The good news is that the virus isn’t spreading from person to person; so far, all disease has resulted from direct contact with poultry. But, lead investigator John J. Treanor, M.D., an internationally known flu expert who heads the University’s Vaccine Research Unit, says the disease is still hard to control because the birds that harbor the virus don’t get sick.
“The virus has persisted since its emergence in 2013, which is a warning sign that we need to be working on ways to control it if it starts to spread,” noted Treanor, Chief of Infectious Diseases at UR Medicine’s Strong Memorial Hospital.
The U.S. Centers for Disease Control and Prevention is following the virus closely and taking the necessary precautions, including testing vaccines. Flu viruses constantly change and it is possible that H7N9 could find a way to spread easily from one person to the next, launching a pandemic.

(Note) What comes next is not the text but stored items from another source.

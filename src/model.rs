#![forbid(unsafe_code)]

use std::cmp::Ordering;
use std::fmt;

use crate::console::Console;
use crate::theme::ThemeColors;

pub const MAX_NAME_LEN: usize = 128;
pub const MAX_PATH_LEN: usize = 255;

pub const BANK_SIZE: usize = 8192;
pub const BANKS_PER_DEVICE: usize = 64;
pub const RESERVED_RAM_BANKS: usize = 8;
pub const BASIC_STAGING_BANK: usize = 0x10;

#[derive(Debug, Clone, Copy, PartialEq, Eq, PartialOrd, Ord, Hash)]
pub struct DeviceId(pub u8);

impl DeviceId {
    pub const SD_CARD: DeviceId = DeviceId(0);
    pub const FLOPPY_1: DeviceId = DeviceId(1);
    pub const FLOPPY_2: DeviceId = DeviceId(2);
    pub const RAM: DeviceId = DeviceId(3);
    pub const FLASH: DeviceId = DeviceId(4);

    const LAST_DISK: u8 = 2;
    const LAST: u8 = 4;

    pub fn is_memory(self) -> bool {
        self.0 > Self::LAST_DISK
    }

    pub fn is_valid(self) -> bool {
        self.0 <= Self::LAST
    }

    pub fn next(self) -> DeviceId {
        if self.0 >= Self::LAST { DeviceId(0) } else { DeviceId(self.0 + 1) }
    }

    pub fn label(self) -> &'static str {
        match self.0 {
            0 => "SD card",
            1 => "Floppy 1",
            2 => "Floppy 2",
            3 => "RAM",
            4 => "Flash",
            _ => "Unknown",
        }
    }

    pub fn root_path(self) -> String {
        format!("{}:", self.0)
    }

    pub fn base_address(self) -> u32 {
        if self == DeviceId::FLASH { 0x8_0000 } else { 0 }
    }
}

impl fmt::Display for DeviceId {
    fn fmt(&self, f: &mut fmt::Formatter<'_>) -> fmt::Result {
        write!(f, "{}", self.0)
    }
}

/// Kind of a browsable item. Declaration order is the type sort order.
#[derive(Debug, Clone, Copy, PartialEq, Eq, PartialOrd, Ord, Hash)]
pub enum FileType {
    Directory,
    Executable,
    Font,
    Image,
    Music,
    Basic,
    Other,
}

impl FileType {
    pub fn label(self) -> &'static str {
        match self {
            FileType::Directory => "Dir",
            FileType::Executable => "Exe",
            FileType::Font => "Font",
            FileType::Image => "Image",
            FileType::Music => "Music",
            FileType::Basic => "Basic",
            FileType::Other => "File",
        }
    }
}

fn extension(name: &str) -> Option<&str> {
    let (stem, ext) = name.rsplit_once('.')?;
    if stem.is_empty() { None } else { Some(ext) }
}

pub fn hint_from_extension(name: &str) -> FileType {
    let Some(ext) = extension(name) else { return FileType::Other };
    match ext.to_ascii_lowercase().as_str() {
        "256" | "lbm" | "img" => FileType::Image,
        "vgm" | "mod" | "rad" | "wav" => FileType::Music,
        "bas" => FileType::Basic,
        _ => FileType::Other,
    }
}

pub fn refine_by_extension(name: &str, hint: FileType) -> FileType {
    let Some(ext) = extension(name) else { return hint };
    match ext.to_ascii_lowercase().as_str() {
        "fnt" => FileType::Font,
        "pgz" | "pgx" | "kup" => FileType::Executable,
        _ => hint,
    }
}

pub fn join_path(dir: &str, name: &str) -> String {
    let dir = dir.trim_end_matches('/');
    format!("{dir}/{name}")
}

pub fn parent_path(path: &str) -> Option<String> {
    let trimmed = path.trim_end_matches('/');
    if trimmed.ends_with(':') {
        return None;
    }
    let (parent, _) = trimmed.rsplit_once('/')?;
    Some(parent.to_string())
}

pub fn file_name(path: &str) -> &str {
    let trimmed = path.trim_end_matches('/');
    if trimmed.ends_with(':') {
        return "";
    }
    trimmed.rsplit('/').next().unwrap_or("")
}

#[derive(Debug, Clone, Copy, PartialEq, Eq, Default)]
pub enum SortBy {
    #[default]
    Name,
    Size,
    Type,
}

impl SortBy {
    pub fn ordering<T>(after: impl Fn(&T, &T) -> bool, a: &T, b: &T) -> Ordering {
        if after(a, b) {
            Ordering::Greater
        } else if after(b, a) {
            Ordering::Less
        } else {
            Ordering::Equal
        }
    }
}

#[derive(Debug, Clone, Copy, PartialEq, Eq, Default)]
pub struct RowPosition {
    pub col: u16,
    pub display_row: Option<u16>,
    pub absolute_row: usize,
}

impl RowPosition {
    pub fn at_row(absolute_row: usize) -> Self {
        Self { col: 0, display_row: None, absolute_row }
    }
}

pub trait ListItem {
    fn position(&self) -> &RowPosition;
    fn position_mut(&mut self) -> &mut RowPosition;
    fn is_selected(&self) -> bool;
    fn set_selected(&mut self, selected: bool);
    fn display_name(&self) -> &str;

    fn render(
        &self,
        console: &mut dyn Console,
        theme: &ThemeColors,
        as_selected: bool,
        y_offset: u16,
        as_active: bool,
    );

    fn mark_selected(
        &mut self,
        console: &mut dyn Console,
        theme: &ThemeColors,
        y_offset: u16,
        as_active: bool,
    ) -> bool {
        if self.is_selected() {
            return false;
        }
        self.set_selected(true);
        self.render(console, theme, true, y_offset, as_active);
        true
    }

    fn mark_unselected(
        &mut self,
        console: &mut dyn Console,
        theme: &ThemeColors,
        y_offset: u16,
        as_active: bool,
    ) -> bool {
        if !self.is_selected() {
            return false;
        }
        self.set_selected(false);
        self.render(console, theme, false, y_offset, as_active);
        true
    }
}

pub trait Listing {
    type Item: ListItem;

    fn items(&self) -> &[Self::Item];
    fn items_mut(&mut self) -> &mut [Self::Item];
    fn current_row(&self) -> Option<usize>;
    fn set_current_row(&mut self, row: Option<usize>);

    fn len(&self) -> usize {
        self.items().len()
    }

    fn is_empty(&self) -> bool {
        self.items().is_empty()
    }

    fn find_by_row(&self, row: usize) -> Option<&Self::Item> {
        self.items().get(row)
    }

    fn current_item(&self) -> Option<&Self::Item> {
        self.current_row().and_then(|row| self.items().get(row))
    }
}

UR is testing the H7N9 vaccine in adults age 50 to 70 because that is the group that has been most severely affected in the current outbreak in China. Study participants will receive H7N9 vaccines and will be required to spend time in a local isolation center. Scientists will analyze how the vaccines trigger the production of protective antibodies.
Participants must be in good health, not asthmatic or allergic to eggs and not have traveled to the southern hemisphere in the two weeks prior to initial vaccination. Volunteers will be paid up to $3,900 based on their level of participation. To see if you qualify for a study screening, which involves a mini-physical, health questionnaire and blood work, call 585-273-3990.
The research is funded by the National Institutes of Health, using experimental vaccines manufactured by MedImmune (makers of seasonal FluMist®) and Sanofi.